What you need to do » Search the data for the word "most" and copy every line where it occurs.

Provided data »
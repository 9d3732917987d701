mod admission;
mod config;
mod init;
mod peer_locks;
mod state;
mod worker;

use std::fmt;
use std::sync::Arc;
use std::sync::atomic::Ordering;

use log::{debug, warn};
use seek_core::{SearchGroup, Transfer};
use seek_network::PeerNetwork;
use tokio::sync::OwnedSemaphorePermit;
use tokio_util::sync::CancellationToken;

pub use admission::{DiskGate, FreeSpaceFn, volume_free_space};
pub use config::{DEFAULT_MIN_FREE_SPACE_MB, EngineOptions, EngineTimings, PEER_FAULT_LIMIT};
pub use peer_locks::{PeerLockGuard, PeerLocks};
pub use state::{
    BufferMode, CounterSnapshot, Counters, Engine, FaultTally, ProgressRecord, ProgressRegistry,
    TransferFault, WorkerStatus,
};

/// Returned by [`Downloader::enqueue`] once a stop has been requested.
#[derive(Debug, Clone, Copy, PartialEq, Eq)]
pub struct StopRequested;

impl fmt::Display for StopRequested {
    fn fmt(&self, f: &mut fmt::Formatter<'_>) -> fmt::Result {
        write!(f, "Download engine is stopping")
    }
}

impl std::error::Error for StopRequested {}

/// The download orchestrator.
///
/// Groups are queued with [`Downloader::enqueue`] and each one is handed to its own
/// worker task, with at most `thread_count` workers alive at once. Cloning is cheap and
/// every clone drives the same engine.
#[derive(Clone)]
pub struct Downloader {
    engine: Arc<Engine>,
}

impl Downloader {
    /// Builds an engine that downloads through `network`.
    ///
    /// # Arguments
    ///
    /// * `network` - The peer network used for every transfer.
    /// * `options` - Worker count, buffering, tag policy and timings.
    ///
    /// # Returns
    ///
    /// * `Result<Downloader, ...>` - The engine, or an error if the download root or the
    ///   archive cannot be opened.
    pub async fn new(
        network: Arc<dyn PeerNetwork>,
        options: EngineOptions,
    ) -> Result<Self, Box<dyn std::error::Error + Send + Sync>> {
        Self::with_free_space(network, options, volume_free_space()).await
    }

    /// Like [`Downloader::new`], reading free disk space through `free_space`.
    ///
    /// # Arguments
    ///
    /// * `free_space` - Returns the free bytes of the volume holding a path.
    pub async fn with_free_space(
        network: Arc<dyn PeerNetwork>,
        options: EngineOptions,
        free_space: FreeSpaceFn,
    ) -> Result<Self, Box<dyn std::error::Error + Send + Sync>> {
        let engine = init::build_engine(network, options, free_space).await?;
        Ok(Self {
            engine: Arc::new(engine),
        })
    }

    /// Queues `group` and hands it to a worker.
    ///
    /// Waits while every worker slot is taken. Groups start in the order they were
    /// queued.
    ///
    /// # Arguments
    ///
    /// * `group` - The target metadata and the ranked candidates to try.
    ///
    /// # Returns
    ///
    /// * `Ok(())` - A worker has been started for a queued group.
    /// * `Err(StopRequested)` - A stop was requested before or while waiting for a slot.
    pub async fn enqueue(&self, group: SearchGroup) -> Result<(), StopRequested> {
        if self.engine.stop.is_cancelled() {
            return Err(StopRequested);
        }
        self.engine.queue.lock().await.push_back(group);

        let permit = tokio::select! {
            biased;
            _ = self.engine.stop.cancelled() => None,
            permit = self.engine.slots.clone().acquire_owned() => permit.ok(),
        };
        let Some(permit) = permit else {
            return Err(StopRequested);
        };

        let next = self.engine.queue.lock().await.pop_front();
        if let Some(group) = next {
            spawn_worker(self.engine.clone(), permit, group);
        }
        Ok(())
    }

    /// Groups waiting for a worker slot.
    pub async fn queue_depth(&self) -> usize {
        self.engine.queue.lock().await.len()
    }

    pub fn any_worker_active(&self) -> bool {
        self.active_workers() > 0
    }

    pub fn active_workers(&self) -> usize {
        self.engine.active_workers.load(Ordering::SeqCst)
    }

    /// Asks every worker to abandon its current candidate and exit.
    pub fn request_stop(&self) {
        if !self.engine.stop.is_cancelled() {
            debug!("Stop requested");
        }
        self.engine.stop.cancel();
    }

    pub fn is_stopped(&self) -> bool {
        self.engine.stop.is_cancelled()
    }

    /// A token that fires when a stop is requested.
    pub fn stop_token(&self) -> CancellationToken {
        self.engine.stop.clone()
    }

    /// Waits until the queue is empty and no worker is alive, or a stop is requested.
    ///
    /// Checks every `idle_poll` of the engine timings. A stop returns at once, without
    /// waiting for workers to wind down.
    pub async fn wait_until_idle(&self) {
        let poll = self.engine.options.timings.idle_poll;
        loop {
            if self.engine.stop.is_cancelled() {
                return;
            }
            if self.queue_depth().await == 0 && !self.any_worker_active() {
                return;
            }
            tokio::select! {
                _ = tokio::time::sleep(poll) => {}
                _ = self.engine.stop.cancelled() => return,
            }
        }
    }

    /// A copy of the run counters taken now.
    pub fn counters(&self) -> CounterSnapshot {
        self.engine.counters.snapshot()
    }

    pub fn progress(&self) -> Vec<ProgressRecord> {
        self.engine.progress.snapshot()
    }

    /// The most frequent error messages of the run.
    ///
    /// # Arguments
    ///
    /// * `limit` - How many messages to return at most.
    ///
    /// # Returns
    ///
    /// * `Vec<(String, usize)>` - Message and count pairs, most frequent first. Equal
    ///   counts are ordered by message.
    pub fn top_errors(&self, limit: usize) -> Vec<(String, usize)> {
        self.engine.tallies.top_errors(limit)
    }

    /// Transfer faults counted against `peer`. Local I/O failures are not included.
    pub fn peer_faults(&self, peer: &str) -> usize {
        self.engine.tallies.peer_faults(peer)
    }

    /// Records an error that happened outside a worker, such as a failed search.
    pub fn record_error(&self, message: &str) {
        self.engine.tallies.record_error(message);
    }

    pub fn is_archived(&self, transfer: &Transfer) -> bool {
        self.engine.archive.contains(transfer)
    }

    /// True when the download tree already has a file named like the one at `remote_path`.
    ///
    /// Only answers once the listing has been built, see [`Downloader::warm_listing`].
    ///
    /// # Arguments
    ///
    /// * `remote_path` - A peer's path, with either `\\` or `/` separators.
    pub fn in_download_tree(&self, remote_path: &str) -> bool {
        let basename = remote_path
            .rsplit(['\\', '/'])
            .next()
            .unwrap_or(remote_path);
        crate::storage::dedup::file_stem(std::path::Path::new(basename))
            .is_some_and(|stem| self.engine.listing.fuzzy_contains_loaded(&stem))
    }

    /// Builds the listing of the download tree now, returning the number of files found.
    pub async fn warm_listing(&self) -> usize {
        self.engine.listing.warm().await
    }

    pub async fn set_current_search(&self, label: &str) {
        *self.engine.current_search.lock().await = label.to_string();
    }

    pub async fn current_search(&self) -> String {
        self.engine.current_search.lock().await.clone()
    }

    pub fn add_total_terms(&self, count: usize) {
        self.engine
            .counters
            .total_terms
            .fetch_add(count, Ordering::Relaxed);
    }

    pub fn add_seeked(&self, count: usize) {
        self.engine.counters.seeked.fetch_add(count, Ordering::Relaxed);
    }

    pub fn add_succeeded(&self, count: usize) {
        self.engine
            .counters
            .succeeded
            .fetch_add(count, Ordering::Relaxed);
    }

    /// Counts files skipped before they ever reached a worker, such as tracks
    /// already in the music library.
    pub fn add_skipped_duplicate(&self, count: usize) {
        self.engine
            .counters
            .skipped_duplicate
            .fetch_add(count, Ordering::Relaxed);
    }

    pub fn options(&self) -> &EngineOptions {
        &self.engine.options
    }

    pub fn network(&self) -> Arc<dyn PeerNetwork> {
        self.engine.network.clone()
    }

    #[cfg(test)]
    pub(crate) fn engine(&self) -> &Arc<Engine> {
        &self.engine
    }
}

/// Runs one group on its own task, holding `permit` until the worker is gone.
///
/// The worker itself runs on an inner task. A panic in it is tallied here and the
/// slot is freed all the same.
fn spawn_worker(engine: Arc<Engine>, permit: OwnedSemaphorePermit, group: SearchGroup) {
    let worker_id = engine.next_worker_id.fetch_add(1, Ordering::SeqCst);
    engine.active_workers.fetch_add(1, Ordering::SeqCst);
    engine.progress.register(worker_id, group.candidates.len());

    tokio::spawn(async move {
        let _permit = permit;
        let inner = tokio::spawn(worker::run(engine.clone(), worker_id, group));
        if let Err(e) = inner.await {
            let message = if e.is_panic() {
                panic_message(e.into_panic())
            } else {
                "Worker cancelled".to_string()
            };
            warn!("Worker {} failed: {}", worker_id, message);
            engine.tallies.record_error(&message);
        }
        engine.progress.remove(worker_id);
        engine.active_workers.fetch_sub(1, Ordering::SeqCst);
    });
}

fn panic_message(payload: Box<dyn std::any::Any + Send>) -> String {
    if let Some(message) = payload.downcast_ref::<&str>() {
        format!("Worker panicked: {}", message)
    } else if let Some(message) = payload.downcast_ref::<String>() {
        format!("Worker panicked: {}", message)
    } else {
        "Worker panicked".to_string()
    }
}
//! Duplicate detection against files accepted in this run and files already on disk.

use std::path::{Path, PathBuf};

use dashmap::DashSet;
use log::debug;
use seek_core::fuzzy::ratio;
use tokio::sync::OnceCell;
use walkdir::WalkDir;

/// Listing stems scoring above this are the same file.
pub const LISTING_MATCH_THRESHOLD: u8 = 90;

/// Basenames accepted during this run, compared case-insensitively.
#[derive(Default)]
pub struct IgnoreSet {
    names: DashSet<String>,
}

impl IgnoreSet {
    pub fn new() -> Self {
        Self::default()
    }

    pub fn contains(&self, basename: &str) -> bool {
        self.names.contains(&basename.to_lowercase())
    }

    /// Claims `basename`. Returns false when another worker already accepted it.
    pub fn claim(&self, basename: &str) -> bool {
        self.names.insert(basename.to_lowercase())
    }

    pub fn release(&self, basename: &str) {
        self.names.remove(&basename.to_lowercase());
    }

    pub fn len(&self) -> usize {
        self.names.len()
    }

    pub fn is_empty(&self) -> bool {
        self.names.is_empty()
    }
}

/// Lowercased file stems found under the download root.
///
/// The directory is walked once, on first use. Files accepted afterwards are added
/// with [`LibraryListing::insert`]; nothing is ever removed.
pub struct LibraryListing {
    root: PathBuf,
    stems: OnceCell<DashSet<String>>,
}

impl LibraryListing {
    pub fn new(root: impl Into<PathBuf>) -> Self {
        Self {
            root: root.into(),
            stems: OnceCell::new(),
        }
    }

    async fn loaded(&self) -> &DashSet<String> {
        self.stems
            .get_or_init(|| async {
                let root = self.root.clone();
                let stems = tokio::task::spawn_blocking(move || scan(&root))
                    .await
                    .unwrap_or_default();
                debug!("Indexed {} existing files under {}", stems.len(), self.root.display());
                stems
            })
            .await
    }

    /// Walks the download root now instead of on the first lookup.
    pub async fn warm(&self) -> usize {
        self.loaded().await.len()
    }

    /// True when an existing file's stem is a close match for `stem`.
    pub async fn fuzzy_contains(&self, stem: &str) -> bool {
        let stems = self.loaded().await;
        matches_any(stems, stem)
    }

    /// Like [`LibraryListing::fuzzy_contains`], but false until the listing has been built.
    pub fn fuzzy_contains_loaded(&self, stem: &str) -> bool {
        self.stems
            .get()
            .is_some_and(|stems| matches_any(stems, stem))
    }

    /// Records a newly accepted file.
    pub fn insert(&self, path: &Path) {
        // An unbuilt listing picks the file up when it walks the root.
        if let (Some(stems), Some(stem)) = (self.stems.get(), file_stem(path)) {
            stems.insert(stem);
        }
    }
}

fn matches_any(stems: &DashSet<String>, stem: &str) -> bool {
    let needle = stem.to_lowercase();
    stems
        .iter()
        .any(|known| ratio(&needle, known.key()) > LISTING_MATCH_THRESHOLD)
}

fn scan(root: &Path) -> DashSet<String> {
    let stems = DashSet::new();
    for entry in WalkDir::new(root)
        .into_iter()
        .filter_map(|e| e.ok())
        .filter(|e| e.file_type().is_file())
    {
        let name = entry.file_name().to_string_lossy();
        if name.to_lowercase().ends_with(".bak") {
            continue;
        }
        if let Some(stem) = file_stem(entry.path()) {
            stems.insert(stem);
        }
    }
    stems
}

/// The file name without its last extension, lowercased.
pub fn file_stem(path: &Path) -> Option<String> {
    path.file_stem()
        .map(|s| s.to_string_lossy().to_lowercase())
        .filter(|s| !s.is_empty())
}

Written response »
/// worker task, with at most `thread_count` workers alive at once. Cloning is cheap and
    /// The most frequent error messages of the run.
    /// * `limit` - How many messages to return at most.
    /// * `Vec<(String, usize)>` - Message and count pairs, most frequent first. Equal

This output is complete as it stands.